CNRS, INP, Inst Neurophysiopathol, Faculté de Pharmacie de Marseille, Aix Marseille University, 13385, Marseille, France.
Service pharmacie, CHU Hôpital de La Timone, APHM, Marseille, France.
Bull Math Biol. 2019 Mar;81(3):722-758. doi: 10.1007/s11538-018-0531-2. Epub 2018 Nov 27.
Microtubules (MTs) are protein filaments found in all eukaryotic cells which are crucial for many cellular processes including cell movement, cell differentiation, and cell division. Due to their role in cell division, they are often used as targets for chemotherapy drugs used in cancer treatment. Experimental studies of MT dynamics have played an important role in the development and administration of many novel cancer drugs; however, a complete description of MT dynamics is lacking. Here, we propose a new mathematical model for MT dynamics, that can be used to study the effects of chemotherapy drugs on MT dynamics. Our model consists of a growth-fragmentation equation describing the dynamics of a length distribution of MTs, coupled with two ODEs that describe the dynamics of free GTP- and GDP-tubulin concentrations (the individual dimers that comprise of MTs). Here, we prove the well-posedness of our system and perform a numerical exploration of the influence of certain model parameters on the systems dynamics. In particular, we focus on a qualitative description for how a certain class of destabilizing drugs, the vinca alkaloids, alter MT dynamics. Through variation of certain model parameters which we know are altered by these drugs, we make comparisons between simulation results and what is observed in in vitro studies.

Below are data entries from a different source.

use anyhow::{anyhow, Result};

use crate::cli::display::format_phone_row;
use crate::cli::grid::run_grid;
use crate::cli::manage::run_assign;
use crate::cli::ui::{require_terminal, select};
use crate::db::Database;
use crate::error::StoreError;
use crate::models::{is_assignable, ContactDetail};

fn load_detail(db: &Database, contact_id: i64) -> Result<ContactDetail> {
    db.get_contact_detail(contact_id)?
        .ok_or_else(|| anyhow!("No contact found with ID: {}", contact_id))
}

/// Phone rows for the detail screen, marking numbers already on a slot
fn phone_rows(db: &Database, detail: &ContactDetail) -> Result<Vec<String>> {
    let bound = db.bound_phone_ids()?;
    Ok(detail
        .phones
        .iter()
        .map(|p| format_phone_row(p, bound.contains(&p.id)))
        .collect())
}

/// Print a contact and its numbers
pub fn print_contact(db: &Database, contact_id: i64) -> Result<()> {
    let detail = load_detail(db, contact_id)?;

    println!("{}\n", detail.contact.name());
    if detail.phones.is_empty() {
        println!("  No phone numbers.");
    }
    for (phone, row) in detail.phones.iter().zip(phone_rows(db, &detail)?) {
        println!("  #{:<5} {}", phone.id, row);
    }
    Ok(())
}

/// Contact detail with number picking.
///
/// With `key`, the chosen number goes straight onto that slot (editing an
/// existing entry). Without it, the grid opens so a slot can be chosen.
pub fn run_contact(db: &Database, contact_id: i64, key: Option<u8>, pick: bool) -> Result<()> {
    if let Some(k) = key {
        if !is_assignable(k) {
            return Err(StoreError::InvalidSlot(k).into());
        }
    }

    if !pick && key.is_none() {
        return print_contact(db, contact_id);
    }

    let detail = load_detail(db, contact_id)?;
    if detail.phones.is_empty() {
        println!("{} has no phone numbers.", detail.contact.name());
        return Ok(());
    }

    require_terminal("Use `speeddial assign <key> <phone-id>` instead.")?;

    let rows = phone_rows(db, &detail)?;
    let Some(idx) = select(detail.contact.name(), &rows)? else {
        return Ok(());
    };
    let phone_id = detail.phones[idx].id;

    match key {
        Some(key_id) => run_assign(db, key_id, phone_id, true),
        None => run_grid(db, Some(phone_id)),
    }
}

#[cfg(test)]
mod tests {
    use super::*;
    use crate::models::{NewContact, NewPhone, PhoneType};
    use crate::store::SpeedDialStore;

    #[test]
    fn test_phone_rows_mark_speed_dial() {
        let db = Database::open_memory().unwrap();
        let c = db.insert_contact(&NewContact::named("Ann")).unwrap();
        let a = db
            .insert_phone(&NewPhone::new(c, "555-0001", PhoneType::Mobile))
            .unwrap();
        db.insert_phone(&NewPhone::new(c, "555-0002", PhoneType::Work))
            .unwrap();
        db.assign(2, a).unwrap();

        let detail = load_detail(&db, c).unwrap();
        let rows = phone_rows(&db, &detail).unwrap();
        assert_eq!(rows.len(), 2);
        assert!(rows[0].contains("Call mobile"));
        assert!(rows[0].contains("(primary)"));
        assert!(rows[0].contains("(speed dial)"));
        assert!(!rows[1].contains("(speed dial)"));
    }

    #[test]
    fn test_print_contact() {
        let db = Database::open_memory().unwrap();
        let c = db.insert_contact(&NewContact::named("Bo")).unwrap();
        print_contact(&db, c).unwrap();
        run_contact(&db, c, None, false).unwrap();
    }

    #[test]
    fn test_missing_contact() {
        let db = Database::open_memory().unwrap();
        assert!(print_contact(&db, 404).is_err());
    }

    #[test]
    fn test_bad_key_rejected_before_picking() {
        let db = Database::open_memory().unwrap();
        let c = db.insert_contact(&NewContact::named("Ann")).unwrap();
        db.insert_phone(&NewPhone::new(c, "555-0001", PhoneType::Mobile))
            .unwrap();

        for key in [1, 10] {
            let err = run_contact(&db, c, Some(key), false).unwrap_err();
            assert!(matches!(
                err.downcast_ref::<StoreError>(),
                Some(StoreError::InvalidSlot(k)) if *k == key
            ));
        }
    }

    #[test]
    fn test_pick_without_numbers() {
        let db = Database::open_memory().unwrap();
        let c = db.insert_contact(&NewContact::named("Quiet")).unwrap();
        run_contact(&db, c, Some(3), true).unwrap();
        assert!(db.binding_for_key(3).unwrap().is_none());
    }
}
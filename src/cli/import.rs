use std::collections::HashMap;
use std::fs::File;
use std::io::Read;
use std::path::Path;

use anyhow::{bail, Context, Result};
use serde::Deserialize;
use tracing::warn;

use crate::db::Database;
use crate::models::{NewContact, NewPhone, PhoneType};

/// A row from a CSV import file. One row per phone number; rows sharing a
/// `name` become one contact.
///
/// Headers must match field names exactly. Empty strings are converted to
/// `None` for optional fields.
#[derive(Debug, Clone, Deserialize)]
pub struct ImportRow {
    /// Contact display name (required)
    pub name: String,

    /// Phone number
    #[serde(default, deserialize_with = "empty_string_as_none")]
    pub phone: Option<String>,

    /// home, mobile, work, or other
    #[serde(default, deserialize_with = "empty_string_as_none")]
    pub phone_type: Option<String>,

    #[serde(default)]
    pub photo_id: Option<i64>,
}

impl ImportRow {
    /// Validate that required fields are present and non-empty.
    pub fn validate(&self) -> Result<()> {
        if self.name.trim().is_empty() {
            bail!("name is required and cannot be empty");
        }
        Ok(())
    }
}

/// Deserialize empty strings as None.
fn empty_string_as_none<'de, D>(deserializer: D) -> Result<Option<String>, D::Error>
where
    D: serde::Deserializer<'de>,
{
    let s: Option<String> = Option::deserialize(deserializer)?;
    Ok(s.filter(|s| !s.trim().is_empty()))
}

/// Import results summary.
#[derive(Debug, Default, PartialEq, Eq)]
pub struct ImportStats {
    pub contacts: u32,
    pub phones: u32,
    pub errors: u32,
}

/// Execute the import command.
pub fn run_import(db: &Database, file: &str, dry_run: bool) -> Result<()> {
    let path = Path::new(file);
    if !path.exists() {
        bail!("File not found: {}", file);
    }

    let reader = File::open(path).context("Failed to open CSV file")?;
    let stats = import_from_reader(db, reader, dry_run)?;

    let verb = if dry_run { "Would import" } else { "Imported" };
    println!(
        "{} {} contacts, {} numbers ({} errors).",
        verb, stats.contacts, stats.phones, stats.errors
    );
    Ok(())
}

/// Import rows from any CSV reader. With `dry_run` nothing is written.
///
/// A row that fails to parse, validate or insert is counted in `errors` and
/// the import carries on with the next row.
pub fn import_from_reader<R: Read>(db: &Database, reader: R, dry_run: bool) -> Result<ImportStats> {
    let mut csv_reader = csv::Reader::from_reader(reader);
    let mut stats = ImportStats::default();
    // Contacts created by this import, by name
    let mut seen: HashMap<String, Option<i64>> = HashMap::new();

    for (idx, result) in csv_reader.deserialize::<ImportRow>().enumerate() {
        // Header is line 1
        let line = idx + 2;

        let row = match result {
            Ok(r) => r,
            Err(e) => {
                warn!(line, error = %e, "parse error, skipping import row");
                stats.errors += 1;
                continue;
            }
        };

        if let Err(e) = row.validate() {
            warn!(line, error = %e, "validation error, skipping import row");
            stats.errors += 1;
            continue;
        }

        let outcome = if dry_run {
            process_row(db, &row, true, &seen)
        } else {
            db.in_transaction(|db| process_row(db, &row, false, &seen))
        };

        match outcome {
            Ok(added) => {
                if added.new_contact {
                    stats.contacts += 1;
                    seen.insert(row.name.trim().to_string(), added.contact_id);
                }
                if added.phone {
                    stats.phones += 1;
                }
            }
            Err(e) => {
                warn!(line, error = %e, "could not import row");
                stats.errors += 1;
            }
        }
    }

    Ok(stats)
}

/// What a single row added
struct RowResult {
    contact_id: Option<i64>,
    new_contact: bool,
    phone: bool,
}

fn process_row(
    db: &Database,
    row: &ImportRow,
    dry_run: bool,
    seen: &HashMap<String, Option<i64>>,
) -> Result<RowResult> {
    let name = row.name.trim();
    let (contact_id, new_contact) = match seen.get(name) {
        Some(id) => (*id, false),
        None if dry_run => (None, true),
        None => {
            let id = db.insert_contact(&NewContact {
                display_name: Some(name.to_string()),
                photo_id: row.photo_id,
            })?;
            (Some(id), true)
        }
    };

    // A row without a number still creates the contact
    let Some(number) = row.phone.as_deref() else {
        return Ok(RowResult { contact_id, new_contact, phone: false });
    };

    let kind = row
        .phone_type
        .as_deref()
        .map(PhoneType::parse)
        .unwrap_or(PhoneType::Mobile);
    if let Some(contact_id) = contact_id {
        db.insert_phone(&NewPhone::new(contact_id, number.trim(), kind))
            .with_context(|| format!("Failed to add {} for {}", number.trim(), name))?;
    }

    Ok(RowResult { contact_id, new_contact, phone: true })
}
use anyhow::{anyhow, Result};

use crate::cli::display::{format_grid, format_grid_cell, list_title};
use crate::cli::manage::run_assign;
use crate::cli::ui::{require_terminal, select};
use crate::db::Database;
use crate::models::{grid_cells, SpeedDialSlot};
use crate::store::load_bindings;

/// Show the 2..=9 grid. With a phone id, choose a cell to bind it to.
pub fn run_grid(db: &Database, phone_id: Option<i64>) -> Result<()> {
    let Some(phone_id) = phone_id else {
        print_grid(&load_bindings(db), db.speed_dial_disabled_or_default());
        return Ok(());
    };

    let phone = db
        .get_phone(phone_id)?
        .ok_or_else(|| anyhow!("No phone with id {}", phone_id))?;

    require_terminal("Use `speeddial assign <key> <phone-id>` instead.")?;

    let cells = grid_cells(&load_bindings(db));
    let options: Vec<String> = cells.iter().map(format_grid_cell).collect();
    let prompt = format!("Slot for {}:", phone.number);
    let Some(idx) = select(&prompt, &options)? else {
        return Ok(());
    };

    // A bound cell asks before it is reassigned
    run_assign(db, cells[idx].key_id, phone.id, false)
}

/// Print the eight cells for `slots` under the list title
pub fn print_grid(slots: &[SpeedDialSlot], disabled: bool) {
    println!("{}\n", list_title(disabled));
    for row in format_grid(&grid_cells(slots)) {
        println!("{}", row);
    }
}

#[cfg(test)]
mod tests {
    use super::*;
    use crate::models::{NewContact, NewPhone, PhoneType};
    use crate::store::SpeedDialStore;

    #[test]
    fn test_print_grid() {
        let db = Database::open_memory().unwrap();
        let c = db.insert_contact(&NewContact::named("Ann")).unwrap();
        let p = db
            .insert_phone(&NewPhone::new(c, "555-0100", PhoneType::Mobile))
            .unwrap();
        db.assign(9, p).unwrap();

        run_grid(&db, None).unwrap();
    }

    #[test]
    fn test_grid_survives_missing_table() {
        let dir = tempfile::tempdir().unwrap();
        let path = dir.path().join("contacts.db");
        let db = Database::open_at(&path).unwrap();

        rusqlite::Connection::open(&path)
            .unwrap()
            .execute_batch("DROP TABLE app_settings; DROP TABLE speed_dials;")
            .unwrap();

        run_grid(&db, None).unwrap();
    }

    #[test]
    fn test_unknown_phone_is_an_error() {
        let db = Database::open_memory().unwrap();
        let err = run_grid(&db, Some(77)).unwrap_err();
        assert!(err.to_string().contains("No phone with id 77"));
    }
}
//! Shared UI primitives for speeddial
//!
//! Conventions:
//! - Prompts: lowercase with colon and space: `search: `
//! - Feedback: single word when possible: `Saved.`

use anyhow::{anyhow, Result};
use crossterm::{
    cursor, execute,
    terminal::{self, Clear, ClearType},
};
use inquire::{ui::RenderConfig, Confirm, Select, Text};
use std::io::{self, IsTerminal};

pub fn clear_screen() -> Result<()> {
    execute!(io::stdout(), Clear(ClearType::All), cursor::MoveTo(0, 0))?;
    Ok(())
}

/// Rows a select list may use: the terminal height less prompt and hint
fn page_size() -> usize {
    let rows = terminal::size().map(|(_, h)| h as usize).unwrap_or(24);
    rows.saturating_sub(4).max(5)
}

/// Prompts without the `?` prefix
pub fn minimal_render_config() -> RenderConfig<'static> {
    RenderConfig::default_colored()
        .with_prompt_prefix(inquire::ui::Styled::new(""))
        .with_answered_prompt_prefix(inquire::ui::Styled::new(""))
}

/// Fail early with a hint when a prompt would need a terminal
pub fn require_terminal(hint: &str) -> Result<()> {
    if io::stdin().is_terminal() {
        Ok(())
    } else {
        Err(anyhow!("This needs a terminal. {}", hint))
    }
}

/// Display a selection menu and return the chosen index
pub fn select<T: ToString>(prompt: &str, options: &[T]) -> Result<Option<usize>> {
    if options.is_empty() {
        return Ok(None);
    }

    let items: Vec<String> = options.iter().map(|o| o.to_string()).collect();

    let result = Select::new(prompt, items.clone())
        .with_render_config(minimal_render_config())
        .with_page_size(page_size())
        .with_vim_mode(true)
        .prompt_skippable()?;

    Ok(result.and_then(|selected| items.iter().position(|o| *o == selected)))
}

/// Prompt for yes/no confirmation (default: no)
pub fn confirm(prompt: &str) -> Result<bool> {
    let result = Confirm::new(prompt)
        .with_render_config(minimal_render_config())
        .with_default(false)
        .prompt()?;
    Ok(result)
}

/// Prompt for text input, returning empty string on cancel
pub fn prompt_for_input(label: &str) -> Result<String> {
    let result = Text::new(label)
        .with_render_config(minimal_render_config())
        .prompt_skippable()?;
    Ok(result.unwrap_or_default())
}

/// Hold the current screen until enter
pub fn wait_for_continue() {
    println!();
    let _ = Text::new("[enter]")
        .with_render_config(minimal_render_config())
        .prompt_skippable();
}

/// Truncate to `max_chars`, ending with an ellipsis when cut
pub fn truncate(s: &str, max_chars: usize) -> String {
    if s.chars().count() <= max_chars {
        return s.to_string();
    }
    if max_chars == 0 {
        return String::new();
    }
    let cut: String = s.chars().take(max_chars - 1).collect();
    format!("{}…", cut.trim_end())
}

微管(MTs)是所有真核细胞中发现的蛋白质丝,对于许多细胞过程至关重要,包括细胞运动、细胞分化和细胞分裂。由于它们在细胞分裂中的作用,它们经常被用作癌症治疗中化疗药物的靶点。对 MT 动力学的实验研究在许多新型癌症药物的开发和管理中发挥了重要作用;然而,对 MT 动力学的描述还不完整。在这里,我们提出了一个新的 MT 动力学数学模型,可用于研究化疗药物对 MT 动力学的影响。我们的模型由一个描述 MT 长度分布动力学的生长-断裂方程组成,与两个描述游离 GTP-和 GDP-微管蛋白浓度(构成 MT 的单个二聚体)动力学的 ODE 耦合。在这里,我们证明了我们系统的适定性,并对某些模型参数对系统动力学的影响进行了数值探讨。特别是,我们关注一类不稳定药物(长春花生物碱)如何改变 MT 动力学。通过改变我们知道这些药物会改变的某些模型参数,我们将模拟结果与体外研究中的观察结果进行比较。